In his book about his sister’s life, The Little Way of Ruthie Leming, Rod Dreher notes the fundamental difference between Ruthie’s life and his: she stayed. ((Rod Dreher, The Little Way of Ruthie Leming: A Southern Girl, a Small Town, and the Secret of a Good Life (New York: Hachette Book Group), 2013.)) She stayed close to her roots in Starhill, and invested in the lives of people around her even while she was dying. Through their commitment to place, Ruthie and the people of Starhill created a community that carried on in her absence.

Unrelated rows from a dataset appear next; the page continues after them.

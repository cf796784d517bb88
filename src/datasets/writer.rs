//! Parquet serialization of merged tables.

use std::fs::File;
use std::path::Path;

use arrow::record_batch::RecordBatch;
use parquet::arrow::ArrowWriter;
use parquet::basic::{Compression, GzipLevel, ZstdLevel};
use parquet::file::properties::WriterProperties;

use crate::error::{PipelineError, Result};

/// Column compression codec for the output file.
#[derive(Debug, Clone, Copy, Default, PartialEq, Eq)]
pub enum ParquetCompression {
    /// Snappy (default).
    #[default]
    Snappy,
    /// Zstandard at its default level.
    Zstd,
    /// Gzip at its default level.
    Gzip,
    /// No compression.
    Uncompressed,
}

impl ParquetCompression {
    fn codec(self) -> Compression {
        match self {
            ParquetCompression::Snappy => Compression::SNAPPY,
            ParquetCompression::Zstd => Compression::ZSTD(ZstdLevel::default()),
            ParquetCompression::Gzip => Compression::GZIP(GzipLevel::default()),
            ParquetCompression::Uncompressed => Compression::UNCOMPRESSED,
        }
    }
}

/// Writes `batch` to `path`, creating or truncating the file. Returns the bytes written.
///
/// A failure part-way through can leave a truncated file behind.
pub fn write_parquet(
    path: &Path,
    batch: &RecordBatch,
    compression: ParquetCompression,
) -> Result<u64> {
    let file = File::create(path).map_err(|e| {
        PipelineError::Io(format!("Failed to create '{}': {}", path.display(), e))
    })?;

    let props = WriterProperties::builder()
        .set_compression(compression.codec())
        .build();

    let mut writer = ArrowWriter::try_new(file, batch.schema(), Some(props))?;
    writer.write(batch)?;
    writer.close()?;

    let bytes = std::fs::metadata(path)?.len();
    tracing::debug!(path = %path.display(), bytes, ?compression, "parquet written");
    Ok(bytes)
}

#[cfg(test)]
mod tests {
    use super::*;
    use arrow::array::{Int64Array, StringArray};
    use arrow::datatypes::{DataType, Field, Schema};
    use parquet::arrow::arrow_reader::ParquetRecordBatchReaderBuilder;
    use parquet::file::reader::{FileReader, SerializedFileReader};
    use std::sync::Arc;

    fn sample_batch() -> RecordBatch {
        let schema = Arc::new(Schema::new(vec![
            Field::new("text", DataType::Utf8, true),
            Field::new("label", DataType::Int64, true),
        ]));
        RecordBatch::try_new(
            schema,
            vec![
                Arc::new(StringArray::from(vec!["love it", "hate it", "meh"])),
                Arc::new(Int64Array::from(vec![2, 0, 1])),
            ],
        )
        .unwrap()
    }

    #[test]
    fn writes_snappy_columns_and_all_rows() {
        let dir = tempfile::tempdir().unwrap();
        let path = dir.path().join("train.parquet");

        let bytes = write_parquet(&path, &sample_batch(), ParquetCompression::default()).unwrap();
        assert!(bytes > 0);

        let reader = SerializedFileReader::new(File::open(&path).unwrap()).unwrap();
        let metadata = reader.metadata();
        assert_eq!(metadata.file_metadata().num_rows(), 3);
        assert_eq!(metadata.row_group(0).column(0).compression(), Compression::SNAPPY);

        let rows: usize = ParquetRecordBatchReaderBuilder::try_new(File::open(&path).unwrap())
            .unwrap()
            .build()
            .unwrap()
            .map(|b| b.unwrap().num_rows())
            .sum();
        assert_eq!(rows, 3);
    }

    #[test]
    fn existing_file_is_overwritten() {
        let dir = tempfile::tempdir().unwrap();
        let path = dir.path().join("train.parquet");
        std::fs::write(&path, vec![0u8; 1 << 16]).unwrap();

        let bytes =
            write_parquet(&path, &sample_batch(), ParquetCompression::Uncompressed).unwrap();
        assert_eq!(std::fs::metadata(&path).unwrap().len(), bytes);
        assert!(bytes < 1 << 16);
    }

    #[test]
    fn unwritable_location_is_an_io_error() {
        let dir = tempfile::tempdir().unwrap();
        let path = dir.path().join("missing").join("train.parquet");

        let err = write_parquet(&path, &sample_batch(), ParquetCompression::Snappy).unwrap_err();
        assert!(matches!(err, PipelineError::Io(_)));
    }
}
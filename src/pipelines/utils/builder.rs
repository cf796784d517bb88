use super::ComputeDevice;
use crate::error::Result;

pub trait BasePipelineBuilder: Sized {
    type Model;
    type Pipeline;

    type Options: Clone;

    fn options(&self) -> &Self::Options;

    fn compute_device(&self) -> ComputeDevice;

    fn create_model(options: Self::Options, device: candle_core::Device) -> Result<Self::Model>;

    fn get_tokenizer(options: Self::Options) -> Result<tokenizers::Tokenizer>;

    fn construct_pipeline(
        model: Self::Model,
        tokenizer: tokenizers::Tokenizer,
    ) -> Result<Self::Pipeline>;

    fn build(self) -> Result<Self::Pipeline> {
        let device = self.compute_device().resolve()?;

        let model = Self::create_model(self.options().clone(), device)?;
        let tokenizer = Self::get_tokenizer(self.options().clone())?;

        Self::construct_pipeline(model, tokenizer)
    }
}

pub struct StandardPipelineBuilder<Opts> {
    pub(crate) options: Opts,
    pub(crate) device: ComputeDevice,
}

impl<Opts> StandardPipelineBuilder<Opts> {
    pub fn new(options: Opts) -> Self {
        Self {
            options,
            device: ComputeDevice::Cpu,
        }
    }

    pub(crate) fn device_mut(&mut self) -> &mut ComputeDevice {
        &mut self.device
    }

    pub(crate) fn options_mut(&mut self) -> &mut Opts {
        &mut self.options
    }
}
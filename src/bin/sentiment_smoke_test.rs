//! Classifies three fixed sentences with `cardiffnlp/twitter-roberta-base-sentiment`.

use sentiment_pipelines::error::Result;
use sentiment_pipelines::sentiment::SentimentAnalysisPipelineBuilder;
use sentiment_pipelines::{ComputeDevice, SMOKE_TEST_INPUTS};

fn main() -> Result<()> {
    tracing_subscriber::fmt()
        .with_env_filter(
            tracing_subscriber::EnvFilter::try_from_default_env()
                .unwrap_or_else(|_| "sentiment_pipelines=info".into()),
        )
        .init();

    let device = ComputeDevice::detect();
    println!("Accelerator available: {}", device.is_accelerator());

    let pipeline = SentimentAnalysisPipelineBuilder::twitter_roberta()
        .device(device)
        .build()?;

    let output = pipeline.run(&SMOKE_TEST_INPUTS)?;

    println!("\n=== Sentiment Analysis Results ===");
    for r in output.results {
        let p = r.prediction?;
        println!("{} → {} ({:.4})", r.text, p.label, p.score);
    }
    println!(
        "Completed in {:.2}ms",
        output.stats.total_time.as_secs_f64() * 1000.0
    );

    Ok(())
}
pub mod stats;
pub mod utils;

pub mod sentiment;
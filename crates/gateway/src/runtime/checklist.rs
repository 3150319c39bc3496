//! Shared checklist-step update path.
//!
//! Both the agent's `UPDATE_STEP` tool and the LPT callback router land
//! here: load the execution, apply the monotone transition, persist, and
//! mirror the change to the UI channel. Updates are keyed by step id, so
//! repeated writes converge.

use serde_json::json;

use ma_domain::task::{ChecklistStep, StepStatus};
use ma_domain::{Error, Result};
use ma_sessions::history::ActiveExecution;

use crate::state::AppState;

use super::events::{self, ThreadEvent, CMD_UPDATE_STEP_STATUS};
use super::tasks;

pub async fn update_step(
    state: &AppState,
    active: &ActiveExecution,
    channel: &str,
    step_id: &str,
    status: StepStatus,
    message: Option<String>,
) -> Result<ChecklistStep> {
    let mut exec = tasks::load_execution(
        state.docs.as_ref(),
        &active.mandate_path,
        &active.task_id,
        &active.execution_id,
    )
    .await?
    .ok_or_else(|| Error::NotFound(format!("execution {}", active.execution_id)))?;

    let checklist = exec
        .workflow_checklist
        .as_mut()
        .ok_or_else(|| Error::InvalidArgs("no checklist exists for this run".into()))?;

    checklist.apply_update(step_id, status, message, chrono::Utc::now())?;
    let step = checklist
        .steps
        .iter()
        .find(|s| s.id == step_id)
        .cloned()
        .ok_or_else(|| Error::NotFound(format!("checklist step '{step_id}'")))?;
    let (current, total) = (checklist.current_step, checklist.total_steps);

    tasks::save_execution(state.docs.as_ref(), &active.mandate_path, &active.task_id, &exec)
        .await?;

    events::publish(
        state.store.as_ref(),
        channel,
        &ThreadEvent::WorkflowChecklist {
            command: CMD_UPDATE_STEP_STATUS.into(),
            payload: json!({
                "execution_id": active.execution_id,
                "step": step,
                "current_step": current,
                "total_steps": total,
            }),
        },
    )
    .await;

    Ok(step)
}
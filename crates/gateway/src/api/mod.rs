//! HTTP surface: the RPC gateway, the WebSocket hub, the worker callback
//! endpoint, and the health probe.

pub mod auth;
pub mod callback;
pub mod rpc;
pub mod ws;

use axum::extract::State;
use axum::middleware;
use axum::routing::{get, post};
use axum::{Json, Router};
use tower_http::cors::CorsLayer;
use tower_http::trace::TraceLayer;

use crate::state::AppState;

/// Build the full API router.
///
/// `/rpc` sits behind the frontend bearer token; `/lpt/callback` checks
/// the worker token inside its handler; `/healthz` and `/ws` are open.
pub fn router(state: AppState) -> Router<AppState> {
    let open = Router::new()
        .route("/healthz", get(health))
        .route("/ws", get(ws::ws_handler))
        .route("/lpt/callback", post(callback::lpt_callback));

    let protected = Router::new()
        .route("/rpc", post(rpc::rpc))
        .layer(middleware::from_fn_with_state(
            state,
            auth::require_api_auth,
        ));

    open.merge(protected)
        .layer(TraceLayer::new_for_http())
        .layer(CorsLayer::permissive())
}

/// Liveness/readiness probe. Store reachability is reported, not fatal:
/// the service degrades rather than flaps.
async fn health(State(state): State<AppState>) -> Json<serde_json::Value> {
    let probe_key = "health:probe";
    let store_ok = state.store.set(probe_key, "1", Some(10)).await.is_ok();
    Json(serde_json::json!({
        "status": "ok",
        "store": if store_ok { "up" } else { "degraded" },
        "brains": state.brains.len(),
        "ws_channels": state.presence.local_channels(),
    }))
}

Some people who never experience a community like this long for Starhill, with its picket fences, front-porch swings, and mild summer evenings. But the longing for a community like Starhill points to something deeper than material comfort: it expresses the innate desire to be known and cared for, as Ruthie Leming was. People long for place as it was meant to be, place as it will be one day. Places surround and shape a person’s identity as they move through life, often from one city or region to another. People “live, move, and have their being” in places. We create new places—cathedrals, villages, and homes—for refuge and rest, seeking some form of consistency and peace in an unsettled world.

What is Place?

Places, beautiful and mundane, may be found in cities, villages, seaside ports, and people as well as in structures. Place is the emerald-green British Isles with their rich history and dying churches, their prosperous families and urban poor communities. Place is the familiar, wrinkled faces of loved ones who have seen more hardship and joy than most people around them. Place is the coffee shop that invites you to stay. Sometimes places are warm and welcoming, sometimes dark and distressing. Place is both the garden of Gethsemane and the empty tomb. It is a complex phenomenon, filled with many unanswered questions. But it is also as ancient as the earth: God created the world as a place for his people, and called it good. He implaced humanity, creating a home for Adam and Eve in Eden. At their most basic, “places are the ground of shared human experience as well as the product of shared human experience.” ((Jennifer Allen Craft, “Making a Place on Earth: Participation in Creation and Redemption Through Placemaking and the Arts” (Ph.D.thesis, University of St. Andrews, 2013), 23.)) Place, according to Jennifer Allen Craft, is “not just a piece of ground—it is the undeniable fact of our existence in relationship with the whole of creation.” ((Craft, “Making a Place on Earth,” 10.))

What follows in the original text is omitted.